The Artifice of Intelligence

Ever wonder why it’s called Artificial Intelligence?

Every day it seems there’s another article on artificial intelligence technologies. I’ve been reading about ChatGPT. It uses machine learning to find patterns of patterns in training data, mostly written by humans, to produce human-sounding prose in response to prompts. I recently experienced this secondhand from our son Stephen.

Stephen turns 36 today. He’s a public high school teacher—loves his kids, they love him. A few weeks ago he emailed ChatGPT asking it to recommend charitable projects that his National Honor Society students could organize in school. Stephen told me he received a reply in 15 seconds. It was a neatly laid out memo featuring eight ideas, all sounding like they were written by an intelligent human being. What’s so bad about that?

Nothing—unless you’re a dinosaur. C. S. Lewis introduced himself as one in his inaugural lecture at Cambridge in 1954. He meant he was a native of the medieval world, an age that he felt was becoming extinct, as dinosaurs had long ago. Because of this, Lewis recognized the Middle Ages defined “intelligence” and “artificial” differently than most do today.

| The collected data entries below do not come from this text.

//! Data-access services
//!
//! Thin create/read/update wrappers over the store. Each call either
//! succeeds and publishes a success notice, or fails: the failure is logged,
//! a destructive notice is published and the error is returned. Nothing is
//! retried and no state changes on failure.

mod campaigns;
mod carts;
mod error;
mod notify;
pub mod validate;

pub use campaigns::CampaignService;
pub use carts::CartService;
pub use error::{ServiceError, ServiceResult};
pub use notify::{NoopNotifier, Notice, NoticeVariant, Notifier};

#[cfg(test)]
pub(crate) use notify::testing;

/// Log a failed call and publish it as a destructive notice
fn report(notifier: &dyn Notifier, title: &str, error: ServiceError) -> ServiceError {
    tracing::error!(error = %error, "{}", title);
    notifier.notify(Notice::destructive(title, error.to_string()));
    error
}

The term intelligence comes from the Latin intellectus, meaning to comprehend or perceive. In the Middle Ages, it was “understanding in which truth offers itself like a landscape.”[1] Genuine truth unfolds naturally, gradually over days, weeks, months, even years. The Truth must dazzle gradually / Or every man be blind. Blind to what? To God as the source of wisdom and understanding in which truth offers itself gradually through contemplation.

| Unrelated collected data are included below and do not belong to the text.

#[cfg(test)]
mod tests {
    use super::*;
    use crate::store::ChangeEvent;

    fn cart_insert() -> RealtimeEvent {
        RealtimeEvent::change(&ChangeEvent::insert(
            Table::AbandonedCarts,
            serde_json::json!({"id": "1"}),
        ))
    }

    #[test]
    fn test_default_config() {
        assert_eq!(HubConfig::default().max_connections, 1000);
    }

    #[test]
    fn test_valid_topics() {
        assert!(is_valid_topic("abandoned_carts.insert"));
        assert!(is_valid_topic("abandoned_carts.*"));
        assert!(is_valid_topic("recovery_campaigns.update"));
        assert!(is_valid_topic("subscriptions.delete"));
        assert!(is_valid_topic("notifications"));
        assert!(is_valid_topic("system"));

        assert!(!is_valid_topic("invalid"));
        assert!(!is_valid_topic(""));
        assert!(!is_valid_topic("orders.insert"));
        assert!(!is_valid_topic("abandoned_carts.upsert"));
    }

    #[tokio::test]
    async fn test_register_unregister() {
        let hub = ConnectionHub::new(HubConfig::default());
        let (tx, _rx) = mpsc::unbounded_channel();

        let id = hub.register(tx).await.unwrap();
        assert!(!id.is_empty());
        assert_eq!(hub.connection_count().await, 1);

        hub.unregister(&id).await;
        assert_eq!(hub.connection_count().await, 0);
    }

    #[tokio::test]
    async fn test_subscribe_unsubscribe() {
        let hub = ConnectionHub::new(HubConfig::default());
        let (tx, _rx) = mpsc::unbounded_channel();
        let id = hub.register(tx).await.unwrap();

        let subscribed = hub
            .subscribe(&id, vec!["abandoned_carts.insert".to_string(), "bogus".to_string()])
            .await
            .unwrap();
        assert_eq!(subscribed.accepted, vec!["abandoned_carts.insert"]);
        assert_eq!(subscribed.rejected, vec!["bogus"]);
        assert_eq!(hub.subscription_count("abandoned_carts.insert").await, 1);

        let unsubscribed = hub
            .unsubscribe(&id, vec!["abandoned_carts.insert".to_string()])
            .await
            .unwrap();
        assert_eq!(unsubscribed, vec!["abandoned_carts.insert"]);
        assert_eq!(hub.subscription_count("abandoned_carts.insert").await, 0);

        hub.unregister(&id).await;
    }

    #[tokio::test]
    async fn test_connection_limit() {
        let hub = ConnectionHub::new(HubConfig { max_connections: 2 });

        let (tx1, _) = mpsc::unbounded_channel();
        let (tx2, _) = mpsc::unbounded_channel();
        let (tx3, _) = mpsc::unbounded_channel();

        let id1 = hub.register(tx1).await.unwrap();
        let id2 = hub.register(tx2).await.unwrap();
        let result = hub.register(tx3).await;

        assert!(matches!(result, Err(HubError::TooManyConnections(2))));

        hub.unregister(&id1).await;
        hub.unregister(&id2).await;
    }

    #[tokio::test]
    async fn test_broadcast_to_subscribers() {
        let hub = ConnectionHub::new(HubConfig::default());

        let (tx1, mut rx1) = mpsc::unbounded_channel();
        let (tx2, mut rx2) = mpsc::unbounded_channel();
        let id1 = hub.register(tx1).await.unwrap();
        let id2 = hub.register(tx2).await.unwrap();

        hub.subscribe(&id1, vec!["abandoned_carts.insert".to_string()])
            .await
            .unwrap();
        hub.subscribe(&id2, vec!["recovery_campaigns.insert".to_string()])
            .await
            .unwrap();

        hub.broadcast(&cart_insert()).await;

        assert!(matches!(rx1.try_recv(), Ok(ServerMessage::Change { .. })));
        assert!(rx2.try_recv().is_err());
    }

    #[tokio::test]
    async fn test_wildcard_subscription() {
        let hub = ConnectionHub::new(HubConfig::default());
        let (tx, mut rx) = mpsc::unbounded_channel();
        let id = hub.register(tx).await.unwrap();

        hub.subscribe(&id, vec!["abandoned_carts.*".to_string()])
            .await
            .unwrap();

        hub.broadcast(&cart_insert()).await;
        assert!(rx.try_recv().is_ok());
    }

    #[tokio::test]
    async fn test_direct_and_wildcard_deliver_once() {
        let hub = ConnectionHub::new(HubConfig::default());
        let (tx, mut rx) = mpsc::unbounded_channel();
        let id = hub.register(tx).await.unwrap();

        hub.subscribe(
            &id,
            vec![
                "abandoned_carts.*".to_string(),
                "abandoned_carts.insert".to_string(),
            ],
        )
        .await
        .unwrap();

        hub.broadcast(&cart_insert()).await;
        assert!(rx.try_recv().is_ok());
        assert!(rx.try_recv().is_err());
    }

    #[tokio::test]
    async fn test_notifier_publishes_notices() {
        let hub = ConnectionHub::new(HubConfig::default());
        let (tx, mut rx) = mpsc::unbounded_channel();
        let id = hub.register(tx).await.unwrap();
        hub.subscribe(&id, vec![NOTIFICATIONS_TOPIC.to_string()])
            .await
            .unwrap();

        hub.notify(Notice::success("Cart saved", "Abandoned cart has been logged successfully"));

        let msg = tokio::time::timeout(std::time::Duration::from_secs(1), rx.recv())
            .await
            .unwrap()
            .unwrap();
        match msg {
            ServerMessage::Notice { title, .. } => assert_eq!(title, "Cart saved"),
            other => panic!("Expected Notice, got {:?}", other),
        }
    }

    #[tokio::test]
    async fn test_publish_preserves_order() {
        let hub = ConnectionHub::new(HubConfig::default());
        let (tx, mut rx) = mpsc::unbounded_channel();
        let id = hub.register(tx).await.unwrap();
        hub.subscribe(&id, vec!["abandoned_carts.*".to_string()])
            .await
            .unwrap();

        const COUNT: u64 = 2000;
        for i in 0..COUNT {
            let change = ChangeEvent::insert(Table::AbandonedCarts, serde_json::json!({ "i": i }));
            hub.publish(RealtimeEvent::change(&change));
        }

        for expected in 0..COUNT {
            let msg = tokio::time::timeout(std::time::Duration::from_secs(5), rx.recv())
                .await
                .unwrap()
                .unwrap();
            match msg {
                ServerMessage::Change { payload, .. } => {
                    assert_eq!(payload.new["i"], expected);
                }
                other => panic!("Expected Change, got {:?}", other),
            }
        }
    }

    #[tokio::test]
    async fn test_notice_follows_change_it_reports() {
        let hub = ConnectionHub::new(HubConfig::default());
        let (tx, mut rx) = mpsc::unbounded_channel();
        let id = hub.register(tx).await.unwrap();
        hub.subscribe(
            &id,
            vec!["abandoned_carts.*".to_string(), NOTIFICATIONS_TOPIC.to_string()],
        )
        .await
        .unwrap();

        hub.publish(cart_insert());
        hub.notify(Notice::success("Cart saved", "Abandoned cart has been logged successfully"));

        assert!(matches!(rx.recv().await, Some(ServerMessage::Change { .. })));
        assert!(matches!(rx.recv().await, Some(ServerMessage::Notice { .. })));
    }

    #[tokio::test(flavor = "multi_thread", worker_threads = 4)]
    async fn test_broadcast_during_subscription_churn() {
        let hub = Arc::new(ConnectionHub::new(HubConfig::default()));
        let (tx, mut rx) = mpsc::unbounded_channel();
        let id = hub.register(tx).await.unwrap();
        hub.subscribe(&id, vec!["abandoned_carts.*".to_string()])
            .await
            .unwrap();

        let broadcaster = {
            let hub = Arc::clone(&hub);
            tokio::spawn(async move {
                for _ in 0..5000 {
                    hub.broadcast(&cart_insert()).await;
                    hub.publish(cart_insert());
                }
            })
        };
        let churner = {
            let hub = Arc::clone(&hub);
            let id = id.clone();
            tokio::spawn(async move {
                for _ in 0..5000 {
                    hub.subscribe(&id, vec![NOTIFICATIONS_TOPIC.to_string()])
                        .await
                        .unwrap();
                    hub.unsubscribe(&id, vec![NOTIFICATIONS_TOPIC.to_string()])
                        .await
                        .unwrap();
                    let (extra, _) = mpsc::unbounded_channel();
                    let extra = hub.register(extra).await.unwrap();
                    hub.unregister(&extra).await;
                }
            })
        };

        tokio::time::timeout(std::time::Duration::from_secs(30), async {
            broadcaster.await.unwrap();
            churner.await.unwrap();
        })
        .await
        .expect("hub stalled under concurrent broadcast and subscribe");

        let mut received = 0;
        while rx.try_recv().is_ok() {
            received += 1;
        }
        assert!(received >= 5000);
        assert_eq!(hub.connection_count().await, 1);
    }
}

A contemplative life is necessary for we cannot know God the way we know anything else. He is infinite, everything else is finite. The degree of difference between the two is, well, infinite. Knowing God’s infinite truth requires contemplation which is patient and passive. It doesn’t come by typing a request that algorithms immediately spit out in human-sounding prose. That’s called artificial intelligence, or, in this case, the artifice of intelligence.

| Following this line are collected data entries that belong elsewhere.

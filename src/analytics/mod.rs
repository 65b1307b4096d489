//! Dashboard analytics
//!
//! Read models behind the dashboard pages:
//!
//! - **stats**: live metrics over stored carts, stat cards, monthly trend,
//!   recent carts and goal progress
//! - **fixtures**: fixed chart series (channels, abandonment reasons, funnel,
//!   visitor segments)
//! - **experiments**: A/B test results with leader and lift
//! - **discounts**: in-memory discount strategies and suggestions
//! - **sentiment**: in-memory customer feedback with a keyword classifier
//! - **format**: counts, currency and relative time for display

pub mod discounts;
pub mod experiments;
pub mod fixtures;
pub mod format;
pub mod sentiment;
pub mod stats;

pub use discounts::{DiscountBook, DiscountStatus, DiscountSuggestion, StrategyCard};
pub use experiments::{ExperimentStatus, ExperimentSummary};
pub use fixtures::CheckoutFunnel;
pub use sentiment::{FeedbackBoard, FeedbackQuery, Sentiment, SentimentDistribution, SortOrder};
pub use stats::{
    dashboard_cards, monthly_trend, recent_carts, AnalyticsPeriod, CartMetrics, Progress,
    RecentCart, StatCard, TrendPoint,
};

The term “artificial” come from the Latin artificium, meaning “handicraft,” something made by human beings rather than occurring naturally. That can be good or bad. Robotic surgery is a good A.I. technology. Artificial Intelligence technologies are bad when they become an artifice, which means contrived or false. The artifice of intelligence makes people “see only what new technologies can do and are incapable of imagining what they will undo.”[2] My sense is wisdom is being undone, reminiscent of T. S. Eliot’s fear: “Where is the wisdom we have lost in knowledge? Where is the knowledge we have lost in information?”

This is what Dinosaurs fear. They feel ChatGPT raises the odds of students cheating on their homework. They feel DALL-E 2, an A.I. technology that lets you create digital images simply by describing what you want to see can become generators of false images. They appreciate how GPT-3, an A.I. language system, can write, argue and code. But dinosaurs fear GPT-3’s implications for the future could be profound.

I don’t know how many of Stephen’s students will sense this. The latest Pew study shows the decline of Christianity and rise of religious “nones” continues, especially among young people where it appears to be accelerating. The damage is that “nones” will find it increasingly difficult to imagine natural intelligence is wisdom coming from a Real Person, God. You kidding me? Dinosaurs like Lewis and Eliot were not kidding.

Nor is Jonathan Haidt. He sees the damage being done to today’s young people. It too is due to the Artifice of Intelligence. We’ll consider Haidt’s research next week.

 

[1] Josef Pieper, Leisure: The Basis of Culture (Ignatius, 1952), 28.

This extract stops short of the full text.